_WHAT NEEDS TO BE DONE_
Please copy each line of the data that includes the string "file".

_DATA TO EXAMINE_
//! Command line interface and logging setup.

use std::path::PathBuf;

use clap::{Args, Parser, Subcommand};
use tracing_subscriber::EnvFilter;

use crate::collector::CollectorConfig;
use crate::error::{Result, TopologyError};
use crate::export::layout::LayoutConfig;
use crate::topology::PrefixFilter;

#[derive(Debug, Parser)]
#[command(name = "lldp-topology")]
#[command(about = "Build a physical network topology graph from switch LLDP neighbor data")]
pub struct Cli {
    /// Log level used when RUST_LOG is not set
    #[arg(long, global = true, default_value = "info")]
    pub log_level: String,

    #[command(subcommand)]
    pub command: Command,
}

#[derive(Debug, Subcommand)]
pub enum Command {
    /// Poll every inventory device and save the raw LLDP snapshot
    Collect {
        #[command(flatten)]
        collector: CollectorArgs,

        /// Where to write the raw snapshot
        #[arg(long, default_value = "lldp_data.json")]
        output: PathBuf,
    },
    /// Build the topology from a saved snapshot and export it
    Plot {
        /// Raw snapshot produced by `collect`
        #[arg(long, default_value = "lldp_data.json")]
        input: PathBuf,

        #[command(flatten)]
        output: OutputArgs,
    },
    /// Collect and plot in a single run
    Discover {
        #[command(flatten)]
        collector: CollectorArgs,

        /// Also keep the raw snapshot
        #[arg(long)]
        snapshot: Option<PathBuf>,

        #[command(flatten)]
        output: OutputArgs,
    },
    /// Summarize a previously exported GraphML file
    Inspect {
        #[arg(long, default_value = "network_graph.graphml")]
        graphml: PathBuf,
    },
}

#[derive(Debug, Clone, Args)]
pub struct CollectorArgs {
    /// CSV inventory with hostname and switchip columns
    #[arg(long, default_value = "switches.csv")]
    pub inventory: PathBuf,

    #[arg(long, env = "SW_ADMIN")]
    pub username: Option<String>,

    #[arg(long, env = "SW_PASS", hide_env_values = true)]
    pub password: Option<String>,

    /// Maximum number of devices polled at once
    #[arg(long, default_value_t = 16)]
    pub concurrency: usize,

    /// Per-request timeout in milliseconds
    #[arg(long, default_value_t = 10_000)]
    pub timeout_ms: u64,

    /// Verify device TLS certificates
    #[arg(long)]
    pub verify_tls: bool,
}

#[derive(Debug, Clone, Args)]
pub struct OutputArgs {
    /// Drop devices whose name starts with this prefix, and their links. Empty disables.
    #[arg(long)]
    pub exclude_prefix: Option<String>,

    /// SVG image path
    #[arg(long, default_value = "network_graph.svg")]
    pub image: PathBuf,

    /// GraphML exchange file path
    #[arg(long, default_value = "network_graph.graphml")]
    pub graphml: PathBuf,

    /// Layout random seed
    #[arg(long, default_value_t = 42)]
    pub seed: u64,

    /// Spring constant (optimal node distance)
    #[arg(long, default_value_t = 0.3)]
    pub spring_k: f64,

    /// Canvas width and height in pixels
    #[arg(long, default_value_t = 2000)]
    pub canvas_size: u32,
}

impl CollectorArgs {
    pub fn to_config(&self) -> Result<CollectorConfig> {
        if self.concurrency == 0 {
            return Err(TopologyError::Config("--concurrency must be at least 1".to_string()));
        }

        Ok(CollectorConfig {
            username: self.username.clone(),
            password: self.password.clone(),
            concurrency: self.concurrency,
            timeout_ms: self.timeout_ms,
            verify_tls: self.verify_tls,
        })
    }
}

impl OutputArgs {
    pub fn filter(&self) -> PrefixFilter {
        PrefixFilter::from_option(self.exclude_prefix.as_deref())
    }

    pub fn layout_config(&self) -> Result<LayoutConfig> {
        if !(self.spring_k.is_finite() && self.spring_k > 0.0) {
            return Err(TopologyError::Config(format!(
                "--spring-k must be a positive number, got {}",
                self.spring_k
            )));
        }

        Ok(LayoutConfig {
            seed: self.seed,
            spring_k: Some(self.spring_k),
            width: self.canvas_size,
            height: self.canvas_size,
            ..LayoutConfig::default()
        })
    }
}

/// Install the global tracing subscriber. `RUST_LOG` wins over `level`.
pub fn init_logging(level: &str) -> Result<()> {
    let filter = EnvFilter::try_from_default_env()
        .or_else(|_| EnvFilter::try_new(level))
        .map_err(|e| TopologyError::Config(format!("Invalid log level '{}': {}", level, e)))?;

    tracing_subscriber::fmt()
        .with_env_filter(filter)
        .with_target(true)
        .compact()
        .try_init()
        .map_err(|e| TopologyError::Config(format!("Failed to set logger: {}", e)))
}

_COMPLETED TASK_
    /// Summarize a previously exported GraphML file
    /// GraphML exchange file path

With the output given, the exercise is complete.